This is a guest post by Susan White.
There are some people who seem to stay slim no matter what they eat and even if they’ve never exercised a day in their lives; but for most of us, the only way we can avoid putting on weight is to watch what we eat and sweat it out at least five days a week. Some think that it’s possible to achieve weight loss by popping pills or starving themselves and some even go as far as to have cosmetic surgeries like tummy tucks and liposuction. However, the most effective forms of weight loss are those that are safe and lasting, like the ones listed below:
- Interval training: The best thing about interval training is that it takes you less time, it’s more effective when it comes to losing weight and gaining fitness, and it’s easy enough to do. All you have to do is vary your cardio routine to include short bursts of intensive activity interspersed with periods of slowing down. For example, if you like to run, instead of jogging steadily at the same pace for an hour, warm up first, then break into a sprint for a minute, slow down to a walk for the next minute, sprint again, then walk again, and so on. You don’t have to exercise for more than 20 minutes with this kind of training – watch the fat burn off and your fitness improve in just a few days.
- Skip dinner: Now before all you anti-starvation advocates are at my throat, let me clarify that I mean you must skip eating too close to bedtime in order to lose weight. In fact, it’s best if you finish your evening meal three hours before you go to bed. If you’re hungry after that, take refuge in fresh fruits or thin soups that don’t contain too many calories. When you avoid eating at night just before you go to bed, you find that your stomach becomes flat and you lose weight overall.
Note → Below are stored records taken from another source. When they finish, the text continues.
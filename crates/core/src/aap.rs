//! AAP 2004 phototherapy and exchange-transfusion thresholds (35 weeks or more).

use bili_types::{ThresholdResult, ThresholdStatus, ThresholdValue};
use serde::Serialize;

use crate::constants::AAP_LOWER_RISK_GESTATION_WEEKS;
use crate::interpolation::{interpolate, CurveTable};
use crate::tables::{
    AAP_EXCHANGE_HIGHER, AAP_EXCHANGE_LOWER, AAP_EXCHANGE_MEDIUM, AAP_PHOTOTHERAPY_HIGHER,
    AAP_PHOTOTHERAPY_LOWER, AAP_PHOTOTHERAPY_MEDIUM,
};

/// AAP risk tier, chosen from gestational age and neurotoxicity risk factors.
#[derive(Debug, Clone, Copy, PartialEq, Eq, Serialize)]
#[serde(rename_all = "snake_case")]
pub enum RiskTier {
    Lower,
    Medium,
    Higher,
}

impl RiskTier {
    fn phototherapy_curve(self) -> &'static CurveTable {
        match self {
            Self::Lower => &AAP_PHOTOTHERAPY_LOWER,
            Self::Medium => &AAP_PHOTOTHERAPY_MEDIUM,
            Self::Higher => &AAP_PHOTOTHERAPY_HIGHER,
        }
    }

    fn exchange_curve(self) -> &'static CurveTable {
        match self {
            Self::Lower => &AAP_EXCHANGE_LOWER,
            Self::Medium => &AAP_EXCHANGE_MEDIUM,
            Self::Higher => &AAP_EXCHANGE_HIGHER,
        }
    }
}

/// Pick the curve tier for an infant of 35 weeks or more.
///
/// | gestation      | no risk factors | risk factors |
/// |----------------|-----------------|--------------|
/// | >= 38 weeks    | lower           | medium       |
/// | 35 to 38 weeks | medium          | higher       |
pub fn select_tier(gestational_weeks: f64, has_risk_factors: bool) -> RiskTier {
    match (gestational_weeks >= AAP_LOWER_RISK_GESTATION_WEEKS, has_risk_factors) {
        (true, false) => RiskTier::Lower,
        (true, true) | (false, false) => RiskTier::Medium,
        (false, true) => RiskTier::Higher,
    }
}

pub fn phototherapy(hours: f64, tcb: f64, tier: RiskTier) -> ThresholdResult {
    compare(tier.phototherapy_curve(), hours, tcb)
}

pub fn exchange_transfusion(hours: f64, tcb: f64, tier: RiskTier) -> ThresholdResult {
    compare(tier.exchange_curve(), hours, tcb)
}

// Threshold boundary is inclusive: a value equal to the threshold is ABOVE.
fn compare(curve: &CurveTable, hours: f64, tcb: f64) -> ThresholdResult {
    let threshold = round_to_hundredths(interpolate(curve, hours));
    let status = if tcb >= threshold {
        ThresholdStatus::Above
    } else {
        ThresholdStatus::Below
    };

    ThresholdResult {
        status,
        threshold: ThresholdValue::Level(threshold),
    }
}

fn round_to_hundredths(value: f64) -> f64 {
    (value * 100.0).round() / 100.0
}

#[cfg(test)]
mod tests {
    use super::*;

    #[test]
    fn test_select_tier_table() {
        assert_eq!(select_tier(38.0, false), RiskTier::Lower);
        assert_eq!(select_tier(40.5, true), RiskTier::Medium);
        assert_eq!(select_tier(37.99, false), RiskTier::Medium);
        assert_eq!(select_tier(35.0, true), RiskTier::Higher);
    }

    #[test]
    fn test_lower_risk_at_24_hours() {
        let photo = phototherapy(24.0, 10.0, RiskTier::Lower);
        assert_eq!(photo.threshold, ThresholdValue::Level(12.0));
        assert_eq!(photo.status, ThresholdStatus::Below);

        let exchange = exchange_transfusion(24.0, 10.0, RiskTier::Lower);
        assert_eq!(exchange.threshold, ThresholdValue::Level(19.0));
        assert_eq!(exchange.status, ThresholdStatus::Below);
    }

    #[test]
    fn test_boundary_is_inclusive() {
        let photo = phototherapy(24.0, 10.0, RiskTier::Medium);
        assert_eq!(photo.threshold, ThresholdValue::Level(10.0));
        assert_eq!(photo.status, ThresholdStatus::Above);
    }

    #[test]
    fn test_threshold_is_rounded_to_two_decimals() {
        // 24h -> 48h on the medium curve rises 10 -> 13; at 25h that is 10.125.
        let photo = phototherapy(25.0, 0.0, RiskTier::Medium);
        assert_eq!(photo.threshold, ThresholdValue::Level(10.13));
    }

    #[test]
    fn test_exchange_interpolates_across_missing_120_hours() {
        // 96h 22.5 -> 168h 22.5 on the medium curve.
        let exchange = exchange_transfusion(120.0, 23.0, RiskTier::Medium);
        assert_eq!(exchange.threshold, ThresholdValue::Level(22.5));
        assert_eq!(exchange.status, ThresholdStatus::Above);

        // 72h 24 -> 96h 25 on the lower curve.
        let exchange = exchange_transfusion(84.0, 20.0, RiskTier::Lower);
        assert_eq!(exchange.threshold, ThresholdValue::Level(24.5));
    }
}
- Strengthen your muscles: When you work your muscles, you gain a twofold advantage – on the one hand, you boost your metabolism and so allow your body to burn calories faster and more efficiently, even when you’re sedentary, thus helping you lose weight faster; and on the other, your body looks toned and lean and fit, your clothes look good on you because they’re wrapped around muscle and not fat, and you’re stronger and more agile than ever before. You don’t have to lift heavy weights or do a hundred reps to boost your muscle power, just a few simple squats, lunges and a light workout with dumbbells everyday will do.
The key to losing weight fast is to stick to your program, even if it seems like you’re not shedding a pound. Stay on track, and watch that flab melt away.